Report each line of the records below that holds the word "short".

Dataset entries
*** Block opens ***
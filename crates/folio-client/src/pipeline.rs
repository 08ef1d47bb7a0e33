//! Request pipeline and refresh coordinator.
//!
//! ```text
//! send ─▶ augment ─▶ network ─▶ sync tokens ─▶ 2xx ─────────────▶ Ok
//!                                   │
//!                                   └─ failure ─▶ classify
//!                                        ├─ AuthExpired ─▶ refresh ─▶ replay once
//!                                        │                    └─ failed ─▶ end session, original error
//!                                        └─ otherwise ───────────────────▶ Err
//! ```
//!
//! Concurrent requests that fail together each run their own refresh; there
//! is no in-flight de-duplication. The cool-down breaker is the only thing
//! limiting parallel refresh calls.

use reqwest::header::HeaderMap;
use tracing::Instrument;
use uuid::Uuid;

use crate::client::FolioClient;
use crate::error::{Error, Result};
use crate::request::{ApiResponse, Attempt, RequestDescriptor};
use crate::session::{
    FailureContext, FailureKind, REFRESH_PATH, SessionEvent, augment_headers, classify,
    is_login_path, sync_tokens,
};
use crate::store::TokenKind;
use crate::types::RefreshTokenRequest;

impl FolioClient {
    /// Send a request through the session pipeline.
    ///
    /// Errors always reach the caller. The only automatic retry is a single
    /// replay after a successful session refresh.
    pub async fn send(&self, descriptor: RequestDescriptor) -> Result<ApiResponse> {
        let span = tracing::debug_span!(
            "api_request",
            request_id = %Uuid::new_v4(),
            method = %descriptor.method,
            path = %descriptor.path,
        );
        self.run(Attempt::first(descriptor)).instrument(span).await
    }

    async fn run(&self, mut attempt: Attempt) -> Result<ApiResponse> {
        loop {
            let response = self.dispatch(&attempt.descriptor).await?;
            if response.is_success() {
                return Ok(response);
            }

            match self.classify_failure(&response, &attempt) {
                FailureKind::AuthExpired => {
                    attempt = attempt.into_retry();
                    match self.refresh_session().await {
                        Ok(()) => {
                            tracing::info!("session refreshed, replaying request");
                        }
                        Err(reason) => {
                            self.end_session(&attempt.descriptor, &reason);
                            return Err(response.into_error());
                        }
                    }
                }
                FailureKind::ServiceUnavailable => {
                    let error = response.into_error();
                    if is_login_path(&attempt.descriptor.path) {
                        self.emit(SessionEvent::ServiceUnavailable {
                            message: service_message(&error),
                        });
                    }
                    tracing::warn!(error = %error, "backend unavailable");
                    return Err(error);
                }
                FailureKind::PublicEndpoint | FailureKind::Other => {
                    return Err(response.into_error());
                }
            }
        }
    }

    /// Send a descriptor once: attach credentials, perform the call, and
    /// persist any rotated tokens. No classification.
    pub(crate) async fn dispatch(&self, descriptor: &RequestDescriptor) -> Result<ApiResponse> {
        let inner = self.inner();
        let headers = augment_headers(descriptor, inner.store.as_ref(), &inner.public);
        let response = self.transmit(descriptor, headers).await?;

        sync_tokens(response.headers(), inner.store.as_ref());
        tracing::debug!(status = response.status().as_u16(), "response received");

        Ok(response)
    }

    /// Perform the HTTP call with exactly `headers`, no session handling.
    pub(crate) async fn transmit(
        &self,
        descriptor: &RequestDescriptor,
        headers: HeaderMap,
    ) -> Result<ApiResponse> {
        let inner = self.inner();
        let url = self.url(&descriptor.path)?;

        let mut request = inner
            .http
            .request(descriptor.method.clone(), url)
            .headers(headers)
            .timeout(inner.timeout);
        if !descriptor.query.is_empty() {
            request = request.query(&descriptor.query);
        }
        if let Some(body) = &descriptor.body {
            request = request.json(body);
        }

        let response = request.send().await?;
        let status = response.status();
        let headers = response.headers().clone();
        let body = response.bytes().await?.to_vec();

        Ok(ApiResponse::new(status, headers, body))
    }

    fn classify_failure(&self, response: &ApiResponse, attempt: &Attempt) -> FailureKind {
        let inner = self.inner();
        classify(
            response.status(),
            response.body(),
            attempt,
            &FailureContext {
                public: &inner.public,
                cooldown: &inner.cooldown,
                on_login_route: self.is_on_login_route(),
            },
        )
    }

    /// One call to the refresh endpoint. Rotated tokens are persisted by
    /// [`dispatch`](Self::dispatch) before this returns.
    async fn refresh_session(&self) -> Result<()> {
        let inner = self.inner();
        let refresh_token = inner
            .store
            .get(TokenKind::Refresh)
            .ok_or_else(|| Error::Auth("no refresh token stored".to_string()))?;

        let descriptor =
            RequestDescriptor::post(REFRESH_PATH).json(&RefreshTokenRequest { refresh_token })?;
        let response = self.dispatch(&descriptor).await?;
        if !response.is_success() {
            return Err(response.into_error());
        }

        inner.cooldown.reset();
        Ok(())
    }

    /// Tear the session down after a failed refresh.
    fn end_session(&self, original: &RequestDescriptor, reason: &Error) {
        let inner = self.inner();
        tracing::warn!(error = %reason, "session refresh failed, clearing credentials");

        inner.cooldown.mark_failed();
        if let Err(e) = inner.store.clear() {
            tracing::warn!(error = %e, "failed to clear token store");
        }

        if self.is_on_login_route() || original.is_static_asset() {
            return;
        }

        self.emit(SessionEvent::SessionExpired {
            login_route: inner.login_route.clone(),
        });
    }
}

fn service_message(error: &Error) -> String {
    match error {
        Error::ServiceUnavailable(message) => message.clone(),
        other => other.to_string(),
    }
}
//! Request descriptors and responses flowing through the client pipeline.

use reqwest::header::{AUTHORIZATION, HeaderMap, HeaderName, HeaderValue};
use reqwest::{Method, StatusCode};
use serde::Serialize;
use serde::de::DeserializeOwned;

use crate::error::{Error, Result};

/// Everything needed to (re)send one API call.
///
/// The pipeline never mutates a descriptor: outgoing credentials are derived
/// from it on every attempt, so a replay after a refresh picks up the fresh
/// token instead of the one that just failed.
#[derive(Debug, Clone)]
pub struct RequestDescriptor {
    /// HTTP method.
    pub method: Method,
    /// Path relative to the API base URL. May carry a query string.
    pub path: String,
    /// Extra query parameters.
    pub query: Vec<(String, String)>,
    /// Caller-supplied headers. An explicit `Authorization` here wins over the
    /// stored access token.
    pub headers: HeaderMap,
    /// JSON body.
    pub body: Option<serde_json::Value>,
}

impl RequestDescriptor {
    pub fn new(method: Method, path: impl Into<String>) -> Self {
        Self {
            method,
            path: path.into(),
            query: Vec::new(),
            headers: HeaderMap::new(),
            body: None,
        }
    }

    pub fn get(path: impl Into<String>) -> Self {
        Self::new(Method::GET, path)
    }

    pub fn post(path: impl Into<String>) -> Self {
        Self::new(Method::POST, path)
    }

    pub fn put(path: impl Into<String>) -> Self {
        Self::new(Method::PUT, path)
    }

    pub fn patch(path: impl Into<String>) -> Self {
        Self::new(Method::PATCH, path)
    }

    pub fn delete(path: impl Into<String>) -> Self {
        Self::new(Method::DELETE, path)
    }

    /// Attach a JSON body.
    pub fn json<B: Serialize + ?Sized>(mut self, body: &B) -> Result<Self> {
        self.body = Some(serde_json::to_value(body)?);
        Ok(self)
    }

    /// Append a query parameter.
    pub fn query_pair(mut self, key: impl Into<String>, value: impl Into<String>) -> Self {
        self.query.push((key.into(), value.into()));
        self
    }

    /// Set a header, replacing any previous value.
    pub fn header(mut self, name: HeaderName, value: HeaderValue) -> Self {
        self.headers.insert(name, value);
        self
    }

    /// Path with any query string removed.
    pub fn path_only(&self) -> &str {
        self.path.split(['?', '#']).next().unwrap_or_default()
    }

    /// Whether the caller already supplied an `Authorization` header.
    pub fn has_authorization(&self) -> bool {
        self.headers.contains_key(AUTHORIZATION)
    }

    /// Paths containing a dot are treated as static assets.
    pub fn is_static_asset(&self) -> bool {
        self.path_only().contains('.')
    }
}

/// A descriptor together with how many times it has been sent.
///
/// `attempt` starts at zero. Once a session refresh has been tried on behalf
/// of this request it is bumped, and a bumped attempt never refreshes again.
#[derive(Debug, Clone)]
pub struct Attempt {
    pub descriptor: RequestDescriptor,
    pub attempt: u32,
}

impl Attempt {
    pub fn first(descriptor: RequestDescriptor) -> Self {
        Self {
            descriptor,
            attempt: 0,
        }
    }

    /// True once the request has been replayed after a refresh.
    pub fn is_retry(&self) -> bool {
        self.attempt > 0
    }

    /// The same descriptor, marked as replayed.
    pub fn into_retry(self) -> Self {
        Self {
            descriptor: self.descriptor,
            attempt: self.attempt + 1,
        }
    }
}

/// A fully-read HTTP response.
#[derive(Debug, Clone)]
pub struct ApiResponse {
    status: StatusCode,
    headers: HeaderMap,
    body: Vec<u8>,
}

impl ApiResponse {
    pub(crate) fn new(status: StatusCode, headers: HeaderMap, body: Vec<u8>) -> Self {
        Self {
            status,
            headers,
            body,
        }
    }

    pub fn status(&self) -> StatusCode {
        self.status
    }

    pub fn headers(&self) -> &HeaderMap {
        &self.headers
    }

    pub fn body(&self) -> &[u8] {
        &self.body
    }

    pub fn is_success(&self) -> bool {
        self.status.is_success()
    }

    /// Body as text, with invalid UTF-8 replaced.
    pub fn text(&self) -> String {
        String::from_utf8_lossy(&self.body).into_owned()
    }

    /// Decode the body as JSON. An empty body decodes as `null`.
    pub fn json<T: DeserializeOwned>(&self) -> Result<T> {
        let body: &[u8] = if self.body.is_empty() {
            b"null"
        } else {
            &self.body
        };
        Ok(serde_json::from_slice(body)?)
    }

    /// Convert a failed response into the matching [`Error`].
    pub fn into_error(self) -> Error {
        Error::from_response(self.status, &self.body)
    }
}
//! Status command - shows backend reachability and session state.

use anyhow::Result;
use clap::Args;
use console::{Style, style};
use serde::Serialize;

use super::Context;

/// Arguments for the status command.
#[derive(Args, Debug)]
pub struct StatusArgs {
    /// Also show session settings
    #[arg(short, long)]
    pub detailed: bool,
}

/// Status response for JSON output.
#[derive(Debug, Serialize)]
struct StatusOutput {
    reachable: bool,
    version: Option<String>,
    server_url: String,
    logged_in: bool,
}

/// Run the status command.
pub async fn run(args: StatusArgs, ctx: &Context) -> Result<()> {
    let server_url = ctx.client.base_url().to_string();
    let logged_in = !ctx.client.token_store().credentials().is_empty();
    let health = ctx.client.health().check().await;

    if ctx.json_output {
        let output = StatusOutput {
            reachable: health.is_ok(),
            version: health.as_ref().ok().and_then(|h| h.version.clone()),
            server_url,
            logged_in,
        };
        println!("{}", serde_json::to_string_pretty(&output)?);
        return Ok(());
    }

    let dim = Style::new().dim();

    println!();
    println!("{}", style("Folio Status").bold());
    println!("{}", dim.apply_to("─".repeat(40)));
    println!();

    match &health {
        Ok(health) => {
            println!(
                "  {} {}",
                dim.apply_to("Backend:"),
                Style::new().green().apply_to(format!("● {}", health.status))
            );
            if let Some(version) = &health.version {
                println!("  {} {}", dim.apply_to("Version:"), version);
            }
        }
        Err(e) => {
            println!(
                "  {} {}",
                dim.apply_to("Backend:"),
                Style::new().red().apply_to("● unreachable")
            );
            if ctx.verbose {
                println!("  {} {}", dim.apply_to("Error:"), e);
            }
        }
    }
    println!("  {} {}", dim.apply_to("Server:"), server_url);
    println!(
        "  {} {}",
        dim.apply_to("Session:"),
        if logged_in { "logged in" } else { "not logged in" }
    );

    if args.detailed {
        let session = &ctx.config.session;
        println!();
        println!("{}", dim.apply_to("─".repeat(40)));
        println!();
        println!("  {} {}", dim.apply_to("Login route:"), session.login_route());
        println!(
            "  {} {}s",
            dim.apply_to("Refresh cooldown:"),
            session.refresh_cooldown().as_secs()
        );
        println!(
            "  {} {}",
            dim.apply_to("Public endpoints:"),
            ctx.client
                .public_endpoints()
                .fragments()
                .collect::<Vec<_>>()
                .join(", ")
        );
    }

    println!();
    Ok(())
}
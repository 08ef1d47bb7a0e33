//! Session-aware HTTP client for the Folio journal platform API.
//!
//! The backend issues short-lived access tokens and longer-lived refresh
//! tokens. This crate keeps them in a [`TokenStore`], attaches them to every
//! non-public request, persists tokens the backend rotates through response
//! headers, and renews the session once when a request fails with an expired
//! access token.
//!
//! # Example
//!
//! ```no_run
//! use std::sync::Arc;
//! use folio_client::{FileTokenStore, FolioClient, Result, SessionEvent};
//!
//! # async fn example() -> Result<()> {
//! let client = FolioClient::builder()
//!     .base_url("http://localhost:5000/api")
//!     .token_store(Arc::new(FileTokenStore::open("tokens.json")?))
//!     .build()?;
//!
//! // React to session loss instead of navigating from the transport layer
//! let mut events = client.subscribe();
//! tokio::spawn(async move {
//!     while let Ok(event) = events.recv().await {
//!         if let SessionEvent::SessionExpired { login_route } = event {
//!             println!("please log in again ({})", login_route);
//!         }
//!     }
//! });
//!
//! client.auth().login("ada@example.org", "secret").await?;
//! for journal in client.journals().my_journals().await?.journals {
//!     println!("{}: {}", journal.id, journal.title);
//! }
//! # Ok(())
//! # }
//! ```
//!
//! # Session rules
//!
//! - Paths in the [`PublicEndpoints`] allowlist never get forced credentials
//!   and never trigger a refresh.
//! - A 401 on any other request triggers at most one refresh and one replay.
//! - A failed refresh purges the tokens, trips the [`RefreshCooldown`] and
//!   emits [`SessionEvent::SessionExpired`]; the caller gets the original
//!   error.

pub mod api;
pub mod client;
pub mod error;
mod pipeline;
pub mod request;
pub mod session;
pub mod store;
pub mod types;

pub use client::{ClientBuilder, DEFAULT_LOGIN_ROUTE, FolioClient};
pub use error::{Error, Result};
pub use request::{ApiResponse, Attempt, RequestDescriptor};
pub use session::{FailureKind, PublicEndpoints, RefreshCooldown, SessionEvent};
pub use store::{
    Credentials, FileTokenStore, MemoryTokenStore, SharedTokenStore, TokenKind, TokenStore,
};
pub use types::*;

pub use api::ListJournalsQuery;
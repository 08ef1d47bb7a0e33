//! Auth API.

use crate::client::FolioClient;
use crate::error::Result;
use crate::request::RequestDescriptor;
use crate::session::{REFRESH_PATH, rotated_tokens};
use crate::store::{Credentials, TokenKind};
use crate::types::{AuthResponse, LoginRequest, RefreshTokenRequest, RegisterRequest, User};

/// Auth API client.
pub struct AuthApi {
    client: FolioClient,
}

impl AuthApi {
    pub(crate) fn new(client: FolioClient) -> Self {
        Self { client }
    }

    /// Log in. Tokens from the response headers are stored by the pipeline;
    /// tokens in the body are stored here.
    pub async fn login(
        &self,
        email: impl Into<String>,
        password: impl Into<String>,
    ) -> Result<AuthResponse> {
        let request = LoginRequest {
            email: email.into(),
            password: password.into(),
        };
        let response: AuthResponse = self.client.post("/auth/login", &request).await?;
        self.store_body_tokens(&response)?;
        Ok(response)
    }

    /// Create an account. Behaves like [`login`](Self::login) for tokens.
    pub async fn register(&self, request: RegisterRequest) -> Result<AuthResponse> {
        let response: AuthResponse = self.client.post("/auth/register", &request).await?;
        self.store_body_tokens(&response)?;
        Ok(response)
    }

    /// Explicitly renew the session.
    ///
    /// Returns `Ok(None)` when there is nothing to use: no stored refresh
    /// token, a `204 No Content` reply, or a reply that carried no tokens.
    /// The cool-down is only cleared when new tokens arrive.
    pub async fn refresh(&self) -> Result<Option<Credentials>> {
        let store = self.client.token_store();
        let Some(refresh_token) = store.get(TokenKind::Refresh) else {
            return Ok(None);
        };

        let descriptor =
            RequestDescriptor::post(REFRESH_PATH).json(&RefreshTokenRequest { refresh_token })?;
        let response = self.client.send(descriptor).await?;
        if response.status() == reqwest::StatusCode::NO_CONTENT {
            tracing::debug!("refresh returned no content");
            return Ok(None);
        }

        // Header tokens were already persisted by the pipeline
        let mut rotated = rotated_tokens(response.headers());
        if let Ok(body) = response.json::<AuthResponse>()
            && !body.tokens.is_empty()
        {
            store.store_credentials(&body.tokens)?;
            rotated = Credentials {
                access_token: body.tokens.access_token.or(rotated.access_token),
                refresh_token: body.tokens.refresh_token.or(rotated.refresh_token),
            };
        }

        if rotated.is_empty() {
            tracing::debug!("refresh returned no tokens");
            return Ok(None);
        }

        self.client.cooldown().reset();
        Ok(Some(store.credentials()))
    }

    /// Log out. The server call is best-effort; local tokens are always
    /// cleared.
    pub async fn logout(&self) -> Result<()> {
        if let Err(e) = self.client.send(RequestDescriptor::post("/auth/logout")).await {
            tracing::debug!(error = %e, "server logout failed");
        }
        self.client.token_store().clear()
    }

    /// Current user.
    pub async fn me(&self) -> Result<User> {
        self.client.get("/auth/me").await
    }

    fn store_body_tokens(&self, response: &AuthResponse) -> Result<()> {
        if response.tokens.is_empty() {
            return Ok(());
        }
        self.client.token_store().store_credentials(&response.tokens)
    }
}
*** Block closes ***
RESULT BELOW:
    #[arg(short, long)]
//! The backend issues short-lived access tokens and longer-lived refresh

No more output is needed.